To produce a liquid ejection head capable of discharging very small amounts of liquid ejects, the width of the groove-shaped recesses to serve as the pressure chambers necessarily becomes very small. Further, the groove-shaped recesses need to be arranged close to each other in the groove width direction. However, it is difficult for the methods of the above patent documents to form all the communication holes at one ends, in the longitudinal direction, of the groove-shaped recesses. For example, as shown in FIG. 25A, there is no other way than forming each communication hole 34 at a position that is separated, in the groove longitudinal direction, from a longitudinal end face (recess end face) 70 of a groove-shaped recess 33. This is because of a positional variation of the recess end faces 70.
In this case, forming the groove-shaped recesses 33 by press working causes a variation of the positions of the recess end faces 70 among the groove-shaped recesses 33. Therefore, if it is attempted to form the communication holes 34 right adjacent to the groove-shaped recesses in the longitudinal direction as shown in FIG. 25B, part of punches may act on the thick portion of a metal plate. Since the punches are very thin, punches acting on the thick portion may bend or buckle. Therefore, in forming the communication holes 34, it is necessary that all the punches be positioned with proper margins so as to go into the groove-shaped recesses 33 completely. As a result, the punches are separated from the respective recess end faces 70 and hence the communication holes 34 are also formed so as to be separated from the respective recess end faces 70.
If in this manner the communication holes 34 are formed so as to be separated from the respective recess end faces 70, flat portions 71 are formed between the recess end faces 70 and the communication holes 34. The flat portions 71 are a cause of stay of bubbles, that is, a factor of hindering removal of bubbles. That is, the presence of the flat portions 71 causes stagnation in the liquid flowing through each pressure chamber, and bubbles in the liquid stay in the stagnant portion and are hard to remove. Further, if such bubbles grow large, they may influence the liquid jet discharge characteristics (e.g., the flying speed and the amount of discharge) or hinder a liquid flow.

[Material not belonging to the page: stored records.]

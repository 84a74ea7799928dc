#[cfg(feature = "debug")]
use crate::debug::{debug_release, debug_window};
use crate::instruction::MIN_LEAD_TIME;
use crate::util::Interval;
use crate::{Config, Direction, IntersectionGeometry, VehicleId, VehicleState};
use itertools::Itertools;
use smallvec::SmallVec;
pub use table::{Reservation, ReservationTable};

mod table;

/// A vehicle's request to cross the intersection.
#[derive(Clone, Copy, Debug, PartialEq)]
pub struct Request {
    /// The requesting vehicle.
    pub vehicle_id: VehicleId,
    /// The window in which the vehicle would occupy the crossing zone
    /// at its cruising speed.
    pub window: Interval<f64>,
    /// The direction the vehicle wants to cross towards.
    pub turn: Direction,
}

impl Request {
    /// How long the vehicle needs the crossing zone for, in s.
    pub fn duration(&self) -> f64 {
        self.window.length()
    }
}

/// How an accepted window was found.
#[derive(Clone, Copy, Debug, PartialEq, Eq)]
pub enum Placement {
    /// The requested window was free.
    Requested,
    /// The vehicle speeds up to cross before every conflicting reservation.
    FrontFit,
    /// The vehicle is slotted into a gap between conflicting reservations.
    GapFit,
    /// The vehicle is deferred until after every conflicting reservation.
    Appended,
}

/// Running totals of the scheduler's decisions.
#[derive(Clone, Copy, Debug, Default, PartialEq)]
pub struct SchedulerStats {
    pub requested: usize,
    pub front_fits: usize,
    pub gap_fits: usize,
    pub appended: usize,
    pub released: usize,
    /// The longest delay imposed on a vehicle, in s.
    pub max_deferral: f64,
}

impl SchedulerStats {
    /// The number of vehicles admitted.
    pub fn admitted(&self) -> usize {
        self.requested + self.front_fits + self.gap_fits + self.appended
    }

    fn record(&mut self, placement: Placement, deferral: f64) {
        match placement {
            Placement::Requested => self.requested += 1,
            Placement::FrontFit => self.front_fits += 1,
            Placement::GapFit => self.gap_fits += 1,
            Placement::Appended => self.appended += 1,
        }
        self.max_deferral = f64::max(self.max_deferral, deferral);
    }
}

/// Grants vehicles conflict-free windows in which to cross the intersection.
#[derive(Clone, Debug)]
pub struct Scheduler {
    /// The multiple of a vehicle's length added to its crossing distance.
    crossing_margin: f64,
    /// The buffer around renegotiated windows, as a fraction of their duration.
    buffer_ratio: f64,
    /// Requests are built with at least this speed, in m/s.
    min_speed: f64,
    /// Deferrals longer than this are logged, in s.
    max_deferral: f64,
    /// The accepted reservations.
    table: ReservationTable,
    stats: SchedulerStats,
}

impl Scheduler {
    /// Creates a scheduler with an empty reservation table.
    pub fn new(config: &Config) -> Self {
        Self {
            crossing_margin: config.crossing_margin,
            buffer_ratio: config.buffer_ratio,
            min_speed: config.min_speed,
            max_deferral: config.max_deferral,
            table: ReservationTable::new(),
            stats: SchedulerStats::default(),
        }
    }

    /// The accepted reservations.
    pub fn table(&self) -> &ReservationTable {
        &self.table
    }

    /// Running totals of the decisions made so far.
    pub fn stats(&self) -> &SchedulerStats {
        &self.stats
    }

    /// Builds the request of a vehicle which has just entered the approach boundary.
    ///
    /// The vehicle is assumed to hold its cruising speed until it has cleared
    /// the crossing zone.
    pub fn request(
        &self,
        now: f64,
        vehicle: &VehicleState,
        geometry: &IntersectionGeometry,
    ) -> Request {
        let vel = if vehicle.cruise_speed >= self.min_speed {
            vehicle.cruise_speed
        } else {
            log::warn!(
                "vehicle {:?} requested a crossing at speed {}, clamping to {}",
                vehicle.id,
                vehicle.cruise_speed,
                self.min_speed
            );
            self.min_speed
        };
        let extent = geometry.extent_along(vehicle.heading);
        let start = now + geometry.lead_distance(vehicle.heading) / vel;
        let end = start + (extent + self.crossing_margin * vehicle.length) / vel;
        Request {
            vehicle_id: vehicle.id,
            window: Interval::new(start, end),
            turn: vehicle.heading.turn_request(),
        }
    }

    /// Whether the request collides with a reservation held by another vehicle
    /// travelling in an incompatible direction.
    pub fn conflicting(&self, request: &Request) -> bool {
        if self.table.is_empty() {
            return false;
        }
        self.table
            .iter()
            .filter(|r| r.vehicle_id != request.vehicle_id)
            .any(|r| request.window.reaches(&r.window) && !request.turn.compatible_with(r.turn))
    }

    /// Finds a window for the request which does not conflict with the table.
    ///
    /// The options are tried in order: speeding up to cross ahead of every
    /// conflicting reservation, squeezing into the first gap wide enough,
    /// and finally deferring until after the last conflicting reservation.
    /// The returned window never starts before `now`, and a front fit
    /// always leaves the vehicle some time to reach the crossing zone.
    pub fn resolve(&self, now: f64, request: &Request) -> (Interval<f64>, Placement) {
        let delta = request.duration();
        let buffer = self.buffer_ratio * delta;
        let blocks = self.busy_blocks(request);
        let (first, last) = match (blocks.first(), blocks.last()) {
            (Some(first), Some(last)) => (*first, *last),
            _ => return (request.window, Placement::Requested),
        };

        let front = Interval::new(now, first.min);
        if delta < front.length() && request.window.max < first.midpoint() {
            let end = front.max - buffer;
            let start = end - delta;
            if start > now + MIN_LEAD_TIME {
                return (Interval::new(start, end), Placement::FrontFit);
            }
        }

        for (before, after) in blocks.iter().tuple_windows() {
            let gap = Interval::new(f64::max(before.max, now), after.min);
            if delta < gap.length() {
                let start = gap.min + 0.5 * (gap.length() - delta);
                return (Interval::new(start, start + delta), Placement::GapFit);
            }
        }

        let start = f64::max(last.max, now) + buffer;
        (Interval::new(start, start + delta), Placement::Appended)
    }

    /// Accepts a request into the table, renegotiating its window if it conflicts.
    pub fn admit(&mut self, now: f64, request: &Request) -> (Reservation, Placement) {
        let (window, placement) = if self.conflicting(request) {
            self.resolve(now, request)
        } else {
            (request.window, Placement::Requested)
        };
        let reservation = Reservation {
            vehicle_id: request.vehicle_id,
            turn: request.turn,
            window,
        };
        self.table.insert(reservation);

        let deferral = window.min - request.window.min;
        self.stats.record(placement, deferral);
        if deferral > self.max_deferral {
            log::warn!(
                "vehicle {:?} deferred by {:.1}s to {:?}",
                request.vehicle_id,
                deferral,
                window
            );
        }
        log::debug!(
            "admitted {:?} at {:?} ({:?}, requested {:?})",
            request.vehicle_id,
            window,
            placement,
            request.window
        );
        #[cfg(feature = "debug")]
        debug_window(&format!("{placement:?}"), request.vehicle_id, window);

        (reservation, placement)
    }

    /// Releases the vehicle's reservation. Releasing a vehicle without
    /// a reservation does nothing.
    pub fn release(&mut self, vehicle_id: VehicleId) -> Option<Reservation> {
        let released = self.table.remove(vehicle_id);
        match released {
            Some(_) => {
                self.stats.released += 1;
                #[cfg(feature = "debug")]
                debug_release(vehicle_id);
            }
            None => log::debug!("no reservation to release for {vehicle_id:?}"),
        }
        released
    }

    /// The windows during which the crossing zone is held by vehicles
    /// incompatible with the request, merged so that they are disjoint
    /// and in ascending order.
    fn busy_blocks(&self, request: &Request) -> SmallVec<[Interval<f64>; 8]> {
        let mut blocks: SmallVec<[Interval<f64>; 8]> = SmallVec::new();
        let incompatible = self
            .table
            .iter()
            .filter(|r| r.vehicle_id != request.vehicle_id)
            .filter(|r| !request.turn.compatible_with(r.turn));
        for reservation in incompatible {
            match blocks.last_mut() {
                Some(block) if reservation.window.min <= block.max => {
                    *block = block.hull(&reservation.window);
                }
                _ => blocks.push(reservation.window),
            }
        }
        blocks
    }
}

As described above, forming pressure generation chambers by plastic working on a metal substrate has the problem that turbulence occurs in ink or bubbles pile up depending on the shapes of the inner surfaces of each pressure generation chamber formed and the shapes of the portions close to each of the communication holes through which the pressure generation chambers communicate with the nozzle orifices, which may adversely affect the liquid ejection characteristics.
The present invention has been made in view of the above circumstances, and a first object of the invention is to allow ink to flow smoothly in the pressure generation chambers and prevent the stay of bubbles by precisely forming the partitions including both end portions thereof by performing highly accurate working to form recess shapes for the pressure generation chambers etc. That is, the first object of the invention is to improve the bubble ejection performance by improving the shapes of the end portions of the groove-shaped recesses.
A second object of the invention is to precisely form the partitions including both end portions thereof by performing highly accurate working to form recess shapes for the pressure generation chambers etc.